More patients are checking their healthcare information online, emailing their doctors, refilling meds via websites and researching clinical trial results with a few clicks of the trackpad. Doctors' waiting rooms have computerized check-ins, and digital records already allow some hospitals and physician offices to link clinical information seamlessly.

The same user-friendly features could be used by pharma companies looking to drive brand loyalty and recognition, said Wachter, professor and associate chairman of medicine at the University of California-San Francisco.

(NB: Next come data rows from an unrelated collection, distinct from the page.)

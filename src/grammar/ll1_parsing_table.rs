use log::debug;
use serde::Serialize;
use std::collections::{BTreeMap, HashMap};
use std::fmt::Write;

use crate::error::GrammarError;
use crate::Grammar;

use super::pretty_print::{tex_symbols, ProductionOutput};
use super::{FirstFollow, LAMBDA_INDEX};

/// LL(1) predictive parsing table: (non-terminal, lookahead) -> production index.
///
/// Lookaheads are terminal indices or [`super::END_MARK_INDEX`].
#[derive(Debug, Clone, Default, PartialEq, Eq)]
pub struct LL1Table {
    rows: HashMap<usize, BTreeMap<usize, usize>>,
}

impl LL1Table {
    pub fn get(&self, non_terminal: usize, lookahead: usize) -> Option<usize> {
        self.rows
            .get(&non_terminal)
            .and_then(|row| row.get(&lookahead))
            .cloned()
    }

    pub fn row(&self, non_terminal: usize) -> Option<&BTreeMap<usize, usize>> {
        self.rows.get(&non_terminal)
    }

    /// Number of filled cells.
    pub fn len(&self) -> usize {
        self.rows.values().map(|row| row.len()).sum()
    }

    pub fn is_empty(&self) -> bool {
        self.len() == 0
    }

    fn set(
        &mut self,
        grammar: &Grammar,
        non_terminal: usize,
        lookahead: usize,
        production: usize,
    ) -> Result<(), GrammarError> {
        let row = self.rows.entry(non_terminal).or_default();
        match row.get(&lookahead).cloned() {
            Some(existing)
                if grammar.productions[existing].right != grammar.productions[production].right =>
            {
                Err(GrammarError::TableConflict {
                    non_terminal: grammar.get_symbol_name(non_terminal).to_string(),
                    terminal: grammar.get_symbol_name(lookahead).to_string(),
                    existing: grammar
                        .production_to_vec_str(&grammar.productions[existing].right)
                        .join(" "),
                    conflicting: grammar
                        .production_to_vec_str(&grammar.productions[production].right)
                        .join(" "),
                })
            }
            Some(_) => Ok(()),
            None => {
                row.insert(lookahead, production);
                Ok(())
            }
        }
    }
}

impl Grammar {
    pub fn generate_ll1_parsing_table(&self, ff: &FirstFollow) -> Result<LL1Table, GrammarError> {
        let mut table = LL1Table::default();

        for nt in self.non_terminal_iter() {
            for &p in &nt.productions {
                let production = &self.productions[p];
                if production.is_lambda() {
                    for &t in ff.follow(nt.index).into_iter().flatten() {
                        table.set(self, nt.index, t, p)?;
                    }
                    continue;
                }
                if let [only] = production.right.as_slice() {
                    if self.symbols[*only].is_terminal() {
                        table.set(self, nt.index, *only, p)?;
                        continue;
                    }
                }

                let first = ff.first_of_sequence(self, &production.right);
                for &t in first.iter().filter(|&&t| t != LAMBDA_INDEX) {
                    table.set(self, nt.index, t, p)?;
                }
                if first.contains(&LAMBDA_INDEX) {
                    for &t in ff.follow(nt.index).into_iter().flatten() {
                        table.set(self, nt.index, t, p)?;
                    }
                }
            }
        }

        debug!("LL(1) table built with {} entries", table.len());
        Ok(table)
    }

    pub fn to_ll1_table_output<'a>(&'a self, table: &LL1Table) -> LL1TableOutput<'a> {
        let lookaheads = self.lookahead_indices();
        let terminals: Vec<&str> = lookaheads
            .iter()
            .map(|&idx| self.get_symbol_name(idx))
            .collect();

        let mut rows: Vec<(&str, Vec<ProductionOutput>)> = Vec::new();
        for nt in self.non_terminal_iter() {
            let left = nt.name.as_str();
            let row = lookaheads
                .iter()
                .map(|&t| ProductionOutput {
                    left,
                    rights: table
                        .get(nt.index, t)
                        .map(|p| vec![self.production_to_vec_str(&self.productions[p].right)])
                        .unwrap_or_default(),
                })
                .collect();
            rows.push((left, row));
        }

        LL1TableOutput { terminals, rows }
    }
}

#[derive(Serialize)]
pub struct LL1TableOutput<'a> {
    terminals: Vec<&'a str>,
    rows: Vec<(&'a str, Vec<ProductionOutput<'a>>)>,
}

impl LL1TableOutput<'_> {
    pub fn to_plaintext(&self) -> String {
        let mut header: Vec<String> = vec![String::new()];
        header.extend(self.terminals.iter().map(|&t| t.to_string()));
        let mut output: Vec<Vec<String>> = vec![header];
        for (left, row) in &self.rows {
            let mut line: Vec<String> = vec![left.to_string()];
            line.extend(
                row.iter()
                    .map(|production| production.to_plaintext(left.len(), false)),
            );
            output.push(line);
        }

        let width: Vec<usize> = (0..output[0].len())
            .map(|j| {
                output
                    .iter()
                    .map(|line| line[j].chars().count())
                    .max()
                    .unwrap_or(0)
            })
            .collect();
        output
            .iter()
            .map(|line| {
                line.iter()
                    .enumerate()
                    .map(|(i, s)| format!("{:>width$}", s, width = width[i]))
                    .collect::<Vec<_>>()
                    .join(" | ")
            })
            .collect::<Vec<_>>()
            .join("\n")
    }

    pub fn to_latex(&self) -> String {
        let mut out = format!(
            "\\[\\begin{{array}}{{c{}}}\n & {} \\\\ \\hline\n",
            "|l".repeat(self.terminals.len()),
            tex_symbols(&self.terminals, " & ")
        );
        for (left, row) in &self.rows {
            let cells: Vec<String> = row.iter().map(|p| p.to_latex(false)).collect();
            let _ = writeln!(out, "{} & {} \\\\", tex_symbols(&[*left], ""), cells.join(" & "));
        }
        out.push_str("\\end{array}\\]");
        out
    }
}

Companies can build their presence on sites patients are comfortable using, and, with the right information and tools, create a direct relationship with patients--and brand loyalty that is "hard to replicate" Wachter told FiercePharmaMarketing.

"If I was in the pharma marketing business, I'd want to be as well positioned in the patient portal as I could be," said Wachter, author of The Digital Doctor: Hope, Hype, and Harm at the Dawn of Medicine's Computer Age.

"If a pharma company can figure out a way to be helpful to the patient without crossing various ethical lines, which is a tricky balance," he said, "then it's a way to create a stickier relationship with the patient than traditional advertising."

But leveraging the technology does not come without its challenges. Aggregating patient information online opens the door to potential security breaches, and any company looking to use the collected data will need to jump through a "fair number of hoops" to gain access, Wachter said. To address security concerns, new rules may limit how companies use patient information and when, potentially putting a damper on marketing.

"Over time, the portals will become more and more sophisticated, more organized," Wachter points out. "The physician will know that the patient has a migraine, has diabetes. I think one of the questions for the pharma industry will be: What is the locus of control over those portals?"